Bien sûr, persiste un zeste de goût personnel, heureusement sinon, le mot diversité n'existerait pas.
J'ai opté pour la synérèse, pour les motifs avancés dans ma réponse : "quel effet veut-on produire" plutôt que "quel canon veut on respecter" ?
Le fait d'user d'un héritage ne contraint pas à ignorer ce qui fut tant avant qu'après, jusqu'au contemporain: aimer Lully n'interdit pas d'aimer Led Zeppelin. On peut se délecter à lire Laclos tout en raffolant de Céline. Etc.
Alors, rien n'empêche d'avoir dans sa besace à outils autant du Bernard de Ventadour que du Henri Michaux, et si l'envie nous prend de mêler tout cela dans une tchoutchouka perso, rien ne nous l'interdit.
Le "c" de "cet" permet une insistance à laquelle le simple article ne parvient pas. Sa consonance relève plus de l'allitération que de la cacophonie. Mais cette répétition est trop rare ici pour fonctionner comme allitération, et encore moins comme cacophonique. Racine ne s'en est pas privé avec son fameux serpent qui siffle un peu partout... et je me suis bien amusé avec mon "Histoire de son"

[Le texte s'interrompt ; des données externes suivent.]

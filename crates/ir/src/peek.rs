//! Reference-aware keyword accessors
//!
//! [`peek_key`] fetches the effective value of one keyword without flattening
//! the whole schema: the keyword is looked up on the schema itself, then
//! behind its `$ref`, then in each `allOf` fragment in order. The typed
//! accessors below validate the primitive type of what they find.

use crate::inheritance::Inherits;
use crate::reference::{Reference, get_ref};
use crate::registry::Schemas;
use crate::resolve::enter;
use schemorm_core::{PrimitiveType, SchemaError, SchemaResult};
use serde_json::{Map, Value};

// ============================================================================
// Generic Lookup
// ============================================================================

/// Get the effective value of a keyword, following `$ref` and `allOf`
///
/// A JSON `null` counts as absent.
pub fn peek_key(schema: &Value, schemas: &Schemas, key: &str) -> SchemaResult<Option<Value>> {
    peek_key_skipping(schema, schemas, key, None)
}

/// Like [`peek_key`], without entering references to `skip_name`
pub fn peek_key_skipping(
    schema: &Value,
    schemas: &Schemas,
    key: &str,
    skip_name: Option<&str>,
) -> SchemaResult<Option<Value>> {
    let mut chain = Vec::new();
    peek_chain(schema, schemas, key, skip_name, &mut chain)
}

fn peek_chain(
    schema: &Value,
    schemas: &Schemas,
    key: &str,
    skip_name: Option<&str>,
    chain: &mut Vec<String>,
) -> SchemaResult<Option<Value>> {
    let object = schema
        .as_object()
        .ok_or_else(|| SchemaError::malformed_schema("schemas must be objects"))?;

    if let Some(value) = object.get(key).filter(|value| !value.is_null()) {
        return Ok(Some(value.clone()));
    }

    if let Some(reference) = object.get("$ref") {
        let reference = reference
            .as_str()
            .ok_or_else(|| SchemaError::malformed_schema("A $ref value must be of type string"))?;
        let parsed = Reference::parse(reference)?;
        if skip_name == Some(parsed.name()) {
            return Ok(None);
        }

        enter(chain, &parsed)?;
        let (_, ref_schema) = get_ref(reference, schemas)?;
        return peek_chain(&ref_schema, schemas, key, skip_name, chain);
    }

    if let Some(all_of) = object.get("allOf") {
        let fragments = all_of
            .as_array()
            .ok_or_else(|| SchemaError::malformed_schema("An allOf value must be a list"))?;
        for fragment in fragments {
            let mut branch = chain.clone();
            if let Some(value) = peek_chain(fragment, schemas, key, skip_name, &mut branch)? {
                return Ok(Some(value));
            }
        }
    }

    Ok(None)
}

// ============================================================================
// Value Checks
// ============================================================================

fn wrong_type(key: &str, expected: &str) -> SchemaError {
    SchemaError::malformed_schema(format!("A {key} value must be of type {expected}"))
}

pub(crate) fn expect_bool(key: &str, value: &Value) -> SchemaResult<bool> {
    value.as_bool().ok_or_else(|| wrong_type(key, "boolean"))
}

pub(crate) fn expect_str(key: &str, value: &Value) -> SchemaResult<String> {
    value
        .as_str()
        .map(str::to_string)
        .ok_or_else(|| wrong_type(key, "string"))
}

pub(crate) fn expect_u64(key: &str, value: &Value) -> SchemaResult<u64> {
    value.as_u64().ok_or_else(|| wrong_type(key, "non-negative integer"))
}

pub(crate) fn expect_object(key: &str, value: &Value) -> SchemaResult<Map<String, Value>> {
    value
        .as_object()
        .cloned()
        .ok_or_else(|| wrong_type(key, "object"))
}

/// Check that a default value matches the declared type
pub(crate) fn check_default(ty: PrimitiveType, value: &Value) -> SchemaResult<()> {
    let matches = match ty {
        PrimitiveType::Integer => value.is_i64() || value.is_u64(),
        PrimitiveType::Number => value.is_number(),
        PrimitiveType::String => value.is_string(),
        PrimitiveType::Boolean => value.is_boolean(),
        PrimitiveType::Object => value.is_object(),
        PrimitiveType::Array => value.is_array(),
    };

    if matches {
        Ok(())
    } else {
        Err(SchemaError::malformed_schema(format!(
            "The default value {value} does not match the type {ty}"
        )))
    }
}

fn peek_bool(schema: &Value, schemas: &Schemas, key: &str) -> SchemaResult<Option<bool>> {
    peek_key(schema, schemas, key)?
        .map(|value| expect_bool(key, &value))
        .transpose()
}

fn peek_str(schema: &Value, schemas: &Schemas, key: &str) -> SchemaResult<Option<String>> {
    peek_key(schema, schemas, key)?
        .map(|value| expect_str(key, &value))
        .transpose()
}

// ============================================================================
// Standard Keywords
// ============================================================================

/// The `type` keyword; absence is a [`SchemaError::TypeMissing`]
pub fn type_(schema: &Value, schemas: &Schemas) -> SchemaResult<String> {
    peek_str(schema, schemas, "type")?
        .ok_or_else(|| SchemaError::type_missing("Every property requires a type"))
}

/// The `type` keyword parsed into a [`PrimitiveType`]
pub fn primitive_type(schema: &Value, schemas: &Schemas) -> SchemaResult<PrimitiveType> {
    PrimitiveType::parse(&type_(schema, schemas)?)
}

pub fn nullable(schema: &Value, schemas: &Schemas) -> SchemaResult<Option<bool>> {
    peek_bool(schema, schemas, "nullable")
}

pub fn format(schema: &Value, schemas: &Schemas) -> SchemaResult<Option<String>> {
    peek_str(schema, schemas, "format")
}

pub fn max_length(schema: &Value, schemas: &Schemas) -> SchemaResult<Option<u64>> {
    peek_key(schema, schemas, "maxLength")?
        .map(|value| expect_u64("maxLength", &value))
        .transpose()
}

pub fn read_only(schema: &Value, schemas: &Schemas) -> SchemaResult<Option<bool>> {
    peek_bool(schema, schemas, "readOnly")
}

pub fn write_only(schema: &Value, schemas: &Schemas) -> SchemaResult<Option<bool>> {
    peek_bool(schema, schemas, "writeOnly")
}

pub fn description(schema: &Value, schemas: &Schemas) -> SchemaResult<Option<String>> {
    peek_str(schema, schemas, "description")
}

/// The `items` schema of an array
pub fn items(schema: &Value, schemas: &Schemas) -> SchemaResult<Option<Value>> {
    match peek_key(schema, schemas, "items")? {
        Some(items) if items.is_object() => Ok(Some(items)),
        Some(_) => Err(wrong_type("items", "object")),
        None => Ok(None),
    }
}

/// The `default` keyword, checked against the schema's type
pub fn default(schema: &Value, schemas: &Schemas) -> SchemaResult<Option<Value>> {
    let Some(value) = peek_key(schema, schemas, "default")? else {
        return Ok(None);
    };
    check_default(primitive_type(schema, schemas)?, &value)?;
    Ok(Some(value))
}

// ============================================================================
// Extension Keywords
// ============================================================================

pub fn tablename(schema: &Value, schemas: &Schemas) -> SchemaResult<Option<String>> {
    peek_str(schema, schemas, "x-tablename")
}

pub fn primary_key(schema: &Value, schemas: &Schemas) -> SchemaResult<Option<bool>> {
    peek_bool(schema, schemas, "x-primary-key")
}

pub fn autoincrement(schema: &Value, schemas: &Schemas) -> SchemaResult<Option<bool>> {
    peek_bool(schema, schemas, "x-autoincrement")
}

pub fn index(schema: &Value, schemas: &Schemas) -> SchemaResult<Option<bool>> {
    peek_bool(schema, schemas, "x-index")
}

pub fn unique(schema: &Value, schemas: &Schemas) -> SchemaResult<Option<bool>> {
    peek_bool(schema, schemas, "x-unique")
}

pub fn foreign_key(schema: &Value, schemas: &Schemas) -> SchemaResult<Option<String>> {
    peek_str(schema, schemas, "x-foreign-key")
}

pub fn foreign_key_column(schema: &Value, schemas: &Schemas) -> SchemaResult<Option<String>> {
    peek_str(schema, schemas, "x-foreign-key-column")
}

pub fn backref(schema: &Value, schemas: &Schemas) -> SchemaResult<Option<String>> {
    peek_str(schema, schemas, "x-backref")
}

pub fn uselist(schema: &Value, schemas: &Schemas) -> SchemaResult<Option<bool>> {
    peek_bool(schema, schemas, "x-uselist")
}

pub fn secondary(schema: &Value, schemas: &Schemas) -> SchemaResult<Option<String>> {
    peek_str(schema, schemas, "x-secondary")
}

pub fn kwargs(schema: &Value, schemas: &Schemas) -> SchemaResult<Option<Map<String, Value>>> {
    peek_key(schema, schemas, "x-kwargs")?
        .map(|value| expect_object("x-kwargs", &value))
        .transpose()
}

pub fn json(schema: &Value, schemas: &Schemas) -> SchemaResult<Option<bool>> {
    peek_bool(schema, schemas, "x-json")
}

pub fn dict_ignore(schema: &Value, schemas: &Schemas) -> SchemaResult<Option<bool>> {
    peek_bool(schema, schemas, "x-dict-ignore")
}

pub fn inherits(schema: &Value, schemas: &Schemas) -> SchemaResult<Option<Inherits>> {
    match peek_key(schema, schemas, "x-inherits")? {
        None => Ok(None),
        Some(Value::Bool(enabled)) => Ok(Some(Inherits::Enabled(enabled))),
        Some(Value::String(parent)) => Ok(Some(Inherits::Parent(parent))),
        Some(_) => Err(wrong_type("x-inherits", "boolean or string")),
    }
}

pub fn mixins(schema: &Value, schemas: &Schemas) -> SchemaResult<Option<Value>> {
    peek_key(schema, schemas, "x-mixins")
}

pub fn composite_index(schema: &Value, schemas: &Schemas) -> SchemaResult<Option<Value>> {
    peek_key(schema, schemas, "x-composite-index")
}

pub fn composite_unique(schema: &Value, schemas: &Schemas) -> SchemaResult<Option<Value>> {
    peek_key(schema, schemas, "x-composite-unique")
}

// ============================================================================
// Tests
// ============================================================================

https://lespoetes.net/poeme.php?id=24701&cat=pl
Pour ce qui est de "voici" et de "cet", le premier signifie "vois ici", autrement dit un verbe suivi de son adverbe de lieu (tout comme "voilà" signifie "vois là / là bas"), tandis que le second n'est qu'un démonstratif particularisant l'un parmi d'autres; il est donc non redondant d'écrire "ce garçon ci" - ou "cette fille là" -.